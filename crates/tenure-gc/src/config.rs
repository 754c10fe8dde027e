//! Collector configuration.
//!
//! `GcConfig` carries every tunable the collector consumes. Values are read
//! at heap construction (region sizing, reserves, LAB sizing) and by the
//! heuristics when a cycle is planned. Defaults follow the constants below.

use std::str::FromStr;
use std::time::Duration;

use crate::error::GcError;

/// Default heap size in bytes.
pub const DEFAULT_HEAP_SIZE: usize = 64 * 1024 * 1024;
/// Smallest region size honored by region sizing.
pub const MIN_REGION_SIZE: usize = 256 * 1024;
/// Absolute floor for region size: one card cluster (64 cards of 512 bytes).
pub const REGION_SIZE_FLOOR: usize = 32 * 1024;
/// Largest region size honored by region sizing.
pub const MAX_REGION_SIZE: usize = 32 * 1024 * 1024;
/// Number of regions the sizing logic aims for.
pub const TARGET_NUM_REGIONS: usize = 2048;
/// Upper bound on worker threads picked by default.
pub const MAX_DEFAULT_WORKERS: usize = 8;
/// Largest header age.
pub const MAX_AGE: u8 = 15;

/// Collector operating mode.
#[derive(Debug, Clone, Copy, Default, PartialEq, Eq, Hash)]
pub enum GcMode {
    /// Snapshot-at-the-beginning concurrent marking over a single generation.
    #[default]
    Satb,
    /// Incremental-update concurrent marking over a single generation.
    Iu,
    /// No concurrent phases; every collection is stop-the-world.
    Passive,
    /// Young and old generations with a card-table remembered set.
    Generational,
}

impl GcMode {
    /// Returns `true` when the heap is split into young and old generations.
    #[must_use]
    pub const fn is_generational(self) -> bool {
        matches!(self, Self::Generational)
    }

    /// Returns `true` when cycles run concurrently with mutators.
    #[must_use]
    pub const fn is_concurrent(self) -> bool {
        !matches!(self, Self::Passive)
    }

    /// Name as accepted by [`FromStr`].
    #[must_use]
    pub const fn name(self) -> &'static str {
        match self {
            Self::Satb => "satb",
            Self::Iu => "iu",
            Self::Passive => "passive",
            Self::Generational => "generational",
        }
    }
}

impl FromStr for GcMode {
    type Err = GcError;

    fn from_str(s: &str) -> Result<Self, Self::Err> {
        match s.trim().to_ascii_lowercase().as_str() {
            "satb" => Ok(Self::Satb),
            "iu" => Ok(Self::Iu),
            "passive" => Ok(Self::Passive),
            "generational" => Ok(Self::Generational),
            other => Err(GcError::InvalidMode(other.to_string())),
        }
    }
}

/// Tunables for a heap instance.
///
/// # Example
///
/// ```
/// use tenure_gc::{GcConfig, GcMode};
///
/// let config = GcConfig::default()
///     .with_heap_size(16 << 20)
///     .with_mode(GcMode::Generational)
///     .with_parallel_workers(2);
/// assert!(config.validate().is_ok());
/// ```
#[derive(Debug, Clone)]
pub struct GcConfig {
    /// Maximum heap size in bytes; rounded up to a whole number of regions.
    pub heap_size: usize,
    /// Lower clamp for the computed region size.
    pub min_region_size: usize,
    /// Upper clamp for the computed region size.
    pub max_region_size: usize,
    /// Desired region count.
    pub target_num_regions: usize,
    /// Objects larger than this percentage of a region are humongous.
    pub humongous_threshold_percent: usize,
    /// Operating mode.
    pub mode: GcMode,
    /// Number of parallel GC workers.
    pub parallel_workers: usize,
    /// Regions with more garbage than this percentage are cset candidates.
    pub garbage_threshold_percent: usize,
    /// Old regions with more garbage than this become mixed candidates.
    pub old_garbage_threshold_percent: usize,
    /// Regions with less garbage than this are never collected.
    pub ignore_garbage_threshold_percent: usize,
    /// A cycle is wanted when free space drops below this percentage.
    pub min_free_threshold_percent: usize,
    /// Skip evacuation when immediate garbage exceeds this percentage.
    pub immediate_threshold_percent: usize,
    /// Percentage of young capacity reserved for evacuation.
    pub evac_reserve_percent: usize,
    /// Multiplier for expected evacuation waste (non-generational).
    pub evac_waste: f64,
    /// Multiplier for expected evacuation waste (generational).
    pub generational_evac_waste: f64,
    /// Percentage of old capacity reserved for old evacuation.
    pub old_evac_reserve_percent: usize,
    /// Cap of old evacuation relative to the total evacuation budget.
    pub old_evac_ratio_percent: usize,
    /// Share of heap capacity owned by the young generation.
    pub young_capacity_percent: usize,
    /// Maximum LAB size as a multiple of the minimum LAB size.
    pub max_evac_lab_ratio: usize,
    /// Minimum LAB size in words.
    pub min_lab_words: usize,
    /// Consecutive degenerated cycles before escalating to full GC.
    pub full_gc_threshold: usize,
    /// Mark-queue pops between cancellation checks.
    pub mark_loop_stride: usize,
    /// Arrays longer than twice this are marked in chunks.
    pub obj_array_marking_stride: usize,
    /// Entries per thread-local SATB buffer.
    pub satb_buffer_size: usize,
    /// Every this many cycles is an aging cycle.
    pub aging_cycle_period: usize,
    /// Combined region and header age at which objects are promoted.
    pub tenuring_threshold: u8,
    /// Whether aged young objects are promoted into old.
    pub promote_tenured_objects: bool,
    /// Free space percentage a degenerated cycle must reach to count as progress.
    pub critical_free_threshold_percent: usize,
    /// Whether empty regions are uncommitted after `uncommit_delay`.
    pub uncommit: bool,
    /// How long a region must stay empty before it is uncommitted.
    pub uncommit_delay: Duration,
    /// Touch every page when a region is committed.
    pub always_pretouch: bool,
    /// Run the heap verifier around pauses.
    pub verify: bool,
}

impl Default for GcConfig {
    fn default() -> Self {
        Self {
            heap_size: DEFAULT_HEAP_SIZE,
            min_region_size: MIN_REGION_SIZE,
            max_region_size: MAX_REGION_SIZE,
            target_num_regions: TARGET_NUM_REGIONS,
            humongous_threshold_percent: 100,
            mode: GcMode::Satb,
            parallel_workers: default_workers(),
            garbage_threshold_percent: 25,
            old_garbage_threshold_percent: 25,
            ignore_garbage_threshold_percent: 5,
            min_free_threshold_percent: 10,
            immediate_threshold_percent: 90,
            evac_reserve_percent: 5,
            evac_waste: 1.2,
            generational_evac_waste: 2.0,
            old_evac_reserve_percent: 2,
            old_evac_ratio_percent: 12,
            young_capacity_percent: 75,
            max_evac_lab_ratio: 16,
            min_lab_words: 256,
            full_gc_threshold: 3,
            mark_loop_stride: 1000,
            obj_array_marking_stride: 2048,
            satb_buffer_size: 1024,
            aging_cycle_period: 1,
            tenuring_threshold: 7,
            promote_tenured_objects: true,
            critical_free_threshold_percent: 1,
            uncommit: false,
            uncommit_delay: Duration::from_secs(300),
            always_pretouch: false,
            verify: false,
        }
    }
}

fn default_workers() -> usize {
    std::thread::available_parallelism()
        .map_or(1, std::num::NonZero::get)
        .min(MAX_DEFAULT_WORKERS)
}

impl GcConfig {
    /// Set the maximum heap size.
    #[must_use]
    pub const fn with_heap_size(mut self, bytes: usize) -> Self {
        self.heap_size = bytes;
        self
    }

    /// Set the operating mode.
    #[must_use]
    pub const fn with_mode(mut self, mode: GcMode) -> Self {
        self.mode = mode;
        self
    }

    /// Set the number of parallel workers.
    #[must_use]
    pub const fn with_parallel_workers(mut self, n: usize) -> Self {
        self.parallel_workers = n;
        self
    }

    /// Set both region size clamps.
    #[must_use]
    pub const fn with_region_size_bounds(mut self, min: usize, max: usize) -> Self {
        self.min_region_size = min;
        self.max_region_size = max;
        self
    }

    /// Set the desired region count.
    #[must_use]
    pub const fn with_target_regions(mut self, n: usize) -> Self {
        self.target_num_regions = n;
        self
    }

    /// Set the young evacuation reserve percentage.
    #[must_use]
    pub const fn with_evac_reserve_percent(mut self, pct: usize) -> Self {
        self.evac_reserve_percent = pct;
        self
    }

    /// Set the old evacuation reserve percentage.
    #[must_use]
    pub const fn with_old_evac_reserve_percent(mut self, pct: usize) -> Self {
        self.old_evac_reserve_percent = pct;
        self
    }

    /// Set the young generation's share of the heap.
    #[must_use]
    pub const fn with_young_capacity_percent(mut self, pct: usize) -> Self {
        self.young_capacity_percent = pct;
        self
    }

    /// Set the garbage threshold for cset candidates.
    #[must_use]
    pub const fn with_garbage_threshold_percent(mut self, pct: usize) -> Self {
        self.garbage_threshold_percent = pct;
        self
    }

    /// Set the tenuring threshold.
    #[must_use]
    pub const fn with_tenuring_threshold(mut self, age: u8) -> Self {
        self.tenuring_threshold = age;
        self
    }

    /// Set the consecutive degenerated cycle limit.
    #[must_use]
    pub const fn with_full_gc_threshold(mut self, n: usize) -> Self {
        self.full_gc_threshold = n;
        self
    }

    /// Set the minimum LAB size in words.
    #[must_use]
    pub const fn with_min_lab_words(mut self, words: usize) -> Self {
        self.min_lab_words = words;
        self
    }

    /// Enable or disable uncommit of idle empty regions.
    #[must_use]
    pub const fn with_uncommit(mut self, enabled: bool, delay: Duration) -> Self {
        self.uncommit = enabled;
        self.uncommit_delay = delay;
        self
    }

    /// Enable the heap verifier.
    #[must_use]
    pub const fn with_verify(mut self, verify: bool) -> Self {
        self.verify = verify;
        self
    }

    /// Number of workers actually used (at least one).
    #[must_use]
    pub fn effective_workers(&self) -> usize {
        self.parallel_workers.max(1)
    }

    /// Waste multiplier for the current mode.
    #[must_use]
    pub const fn waste_factor(&self) -> f64 {
        if self.mode.is_generational() {
            self.generational_evac_waste
        } else {
            self.evac_waste
        }
    }

    /// Checks the configuration for inconsistent values.
    ///
    /// # Errors
    ///
    /// Returns [`GcError::InvalidConfig`] naming the first offending setting.
    pub fn validate(&self) -> Result<(), GcError> {
        if self.heap_size == 0 {
            return Err(GcError::InvalidConfig("heap_size must be non-zero"));
        }
        if self.min_region_size < REGION_SIZE_FLOOR {
            return Err(GcError::InvalidConfig(
                "min_region_size must be at least one card cluster",
            ));
        }
        if self.min_region_size > self.max_region_size {
            return Err(GcError::InvalidConfig(
                "min_region_size exceeds max_region_size",
            ));
        }
        if self.target_num_regions == 0 {
            return Err(GcError::InvalidConfig("target_num_regions must be non-zero"));
        }
        if !(1..=100).contains(&self.humongous_threshold_percent) {
            return Err(GcError::InvalidConfig(
                "humongous_threshold_percent must be in 1..=100",
            ));
        }
        let percents = [
            self.garbage_threshold_percent,
            self.old_garbage_threshold_percent,
            self.ignore_garbage_threshold_percent,
            self.min_free_threshold_percent,
            self.immediate_threshold_percent,
            self.evac_reserve_percent,
            self.old_evac_reserve_percent,
            self.critical_free_threshold_percent,
        ];
        if percents.iter().any(|p| *p > 100) {
            return Err(GcError::InvalidConfig("percentages must not exceed 100"));
        }
        if self.old_evac_ratio_percent >= 100 {
            return Err(GcError::InvalidConfig(
                "old_evac_ratio_percent must be below 100",
            ));
        }
        if self.mode.is_generational() && !(1..100).contains(&self.young_capacity_percent) {
            return Err(GcError::InvalidConfig(
                "young_capacity_percent must be in 1..100",
            ));
        }
        if self.evac_waste < 1.0 || self.generational_evac_waste < 1.0 {
            return Err(GcError::InvalidConfig("evacuation waste must be at least 1.0"));
        }
        if self.min_lab_words < 2 || self.max_evac_lab_ratio == 0 {
            return Err(GcError::InvalidConfig("LAB sizing is degenerate"));
        }
        if self.tenuring_threshold > MAX_AGE + 1 {
            return Err(GcError::InvalidConfig("tenuring_threshold exceeds max age"));
        }
        if self.mark_loop_stride == 0 || self.satb_buffer_size == 0 {
            return Err(GcError::InvalidConfig("strides and buffer sizes must be non-zero"));
        }
        Ok(())
    }
}

#[cfg(test)]
mod tests {
    use super::*;

    #[test]
    fn test_default_is_valid() {
        assert!(GcConfig::default().validate().is_ok());
    }

    #[test]
    fn test_mode_from_str() {
        assert_eq!("generational".parse::<GcMode>().unwrap(), GcMode::Generational);
        assert_eq!(" IU ".parse::<GcMode>().unwrap(), GcMode::Iu);
        assert!(matches!(
            "aggressive".parse::<GcMode>(),
            Err(GcError::InvalidMode(m)) if m == "aggressive"
        ));
    }

    #[test]
    fn test_mode_names_round_trip() {
        for mode in [GcMode::Satb, GcMode::Iu, GcMode::Passive, GcMode::Generational] {
            assert_eq!(mode.name().parse::<GcMode>().unwrap(), mode);
        }
    }

    #[test]
    fn test_validate_rejects_bad_values() {
        let bad = GcConfig::default().with_region_size_bounds(4096, 4096);
        assert!(bad.validate().is_err());

        let mut bad = GcConfig::default();
        bad.evac_reserve_percent = 150;
        assert!(bad.validate().is_err());

        let bad = GcConfig::default()
            .with_mode(GcMode::Generational)
            .with_young_capacity_percent(100);
        assert!(bad.validate().is_err());
    }

    #[test]
    fn test_waste_factor_follows_mode() {
        let c = GcConfig::default();
        assert!((c.waste_factor() - 1.2).abs() < f64::EPSILON);
        let c = c.with_mode(GcMode::Generational);
        assert!((c.waste_factor() - 2.0).abs() < f64::EPSILON);
    }
}
//! Object-start side table ("crossing map").
//!
//! One entry per card: the word offsets of the first and last object that
//! begin inside the card, plus a has-object flag. Registration is a CAS
//! loop. Coalescing and clearing run with the card range owned by one
//! thread (heap lock or a pause). PLABs cover whole cards, so lock-free
//! registration by evacuating workers never shares an entry with the
//! heap-lock holder.

use std::sync::atomic::{AtomicU16, Ordering};

use crate::card::table::{CARD_SHIFT, CARD_SIZE};
use crate::heap::object::LOG_WORD_SIZE;

const OFFSET_MASK: u16 = 0x3f;
const HAS_OBJECT: u16 = 0x80;
const LAST_SHIFT: u16 = 8;

#[inline]
const fn encode(first: u16, last: u16) -> u16 {
    HAS_OBJECT | first | (last << LAST_SHIFT)
}

/// Per-card first/last object start offsets.
#[derive(Debug)]
pub struct ObjectStartTable {
    base: usize,
    entries: Box<[AtomicU16]>,
}

impl ObjectStartTable {
    /// Creates an empty table covering `[base, base + heap_bytes)`.
    #[must_use]
    pub fn new(base: usize, heap_bytes: usize) -> Self {
        let cards = heap_bytes.div_ceil(CARD_SIZE);
        Self {
            base,
            entries: (0..cards).map(|_| AtomicU16::new(0)).collect(),
        }
    }

    #[inline]
    const fn card_of(&self, addr: usize) -> usize {
        (addr - self.base) >> CARD_SHIFT
    }

    #[inline]
    const fn offset_in_card(addr: usize) -> u16 {
        ((addr & (CARD_SIZE - 1)) >> LOG_WORD_SIZE) as u16
    }

    #[inline]
    fn load(&self, card: usize) -> u16 {
        self.entries[card].load(Ordering::Relaxed)
    }

    #[inline]
    fn store(&self, card: usize, v: u16) {
        self.entries[card].store(v, Ordering::Relaxed);
    }

    /// Whether some object begins in `card`.
    #[inline]
    #[must_use]
    pub fn starts_object(&self, card: usize) -> bool {
        self.load(card) & HAS_OBJECT != 0
    }

    /// Word offset of the first object starting in `card`.
    #[inline]
    #[must_use]
    pub fn first_start(&self, card: usize) -> usize {
        (self.load(card) & OFFSET_MASK) as usize
    }

    /// Word offset of the last object starting in `card`.
    #[inline]
    #[must_use]
    pub fn last_start(&self, card: usize) -> usize {
        ((self.load(card) >> LAST_SHIFT) & OFFSET_MASK) as usize
    }

    /// Records an object beginning at `addr`. Safe to race with other
    /// registrations on the same card.
    pub fn register_object(&self, addr: usize) {
        let card = self.card_of(addr);
        let offset = Self::offset_in_card(addr);
        let _ = self.entries[card].fetch_update(Ordering::Relaxed, Ordering::Relaxed, |entry| {
            if entry & HAS_OBJECT == 0 {
                return Some(encode(offset, offset));
            }
            let first = (entry & OFFSET_MASK).min(offset);
            let last = ((entry >> LAST_SHIFT) & OFFSET_MASK).max(offset);
            Some(encode(first, last))
        });
    }

    /// Records that `[addr, addr + bytes)` now holds one object starting at
    /// `addr`, erasing the starts of the objects it replaced. An object is
    /// assumed to begin at `addr + bytes` if any start followed it.
    pub fn coalesce_objects(&self, addr: usize, bytes: usize) {
        debug_assert!(bytes > 0);
        let start_card = self.card_of(addr);
        let offset = Self::offset_in_card(addr);
        let entry = self.load(start_card);
        let first = if entry & HAS_OBJECT == 0 {
            offset
        } else {
            (entry & OFFSET_MASK).min(offset)
        };
        self.store(start_card, encode(first, offset));

        let follow = addr + bytes;
        let last_card = self.card_of(follow - 1);
        for card in start_card + 1..=last_card {
            let covered_to_end = card < last_card || follow & (CARD_SIZE - 1) == 0;
            if covered_to_end {
                self.store(card, 0);
                continue;
            }
            let entry = self.load(card);
            let follow_offset = Self::offset_in_card(follow);
            if entry & HAS_OBJECT != 0 && (entry >> LAST_SHIFT) & OFFSET_MASK >= follow_offset {
                let last = (entry >> LAST_SHIFT) & OFFSET_MASK;
                self.store(card, encode(follow_offset, last));
            } else {
                self.store(card, 0);
            }
        }
    }

    /// Forgets every start in `[from, to)`.
    pub fn clear_range(&self, from: usize, to: usize) {
        let (first, last) = (self.card_of(from), self.card_of(to));
        for card in first..last {
            self.store(card, 0);
        }
    }

    /// Address of an object that starts at or before `addr`, searching no
    /// further back than `floor` (the region bottom). Callers walk forward
    /// from the result to reach the object covering `addr`.
    #[must_use]
    pub fn block_start_hint(&self, addr: usize, floor: usize) -> Option<usize> {
        let floor_card = self.card_of(floor);
        let mut card = self.card_of(addr);
        let card_base = |c: usize| self.base + (c << CARD_SHIFT);

        let entry = self.load(card);
        if entry & HAS_OBJECT != 0 {
            let first = card_base(card) + (((entry & OFFSET_MASK) as usize) << LOG_WORD_SIZE);
            if first <= addr {
                return Some(first);
            }
        }
        while card > floor_card {
            card -= 1;
            let entry = self.load(card);
            if entry & HAS_OBJECT != 0 {
                let last = ((entry >> LAST_SHIFT) & OFFSET_MASK) as usize;
                return Some(card_base(card) + (last << LOG_WORD_SIZE));
            }
        }
        None
    }
}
• • • •
Problem statement :: Among the lines above, which ones hold the string "ObjectStartTable"? Show them.

Reply ::
pub struct ObjectStartTable {
impl ObjectStartTable {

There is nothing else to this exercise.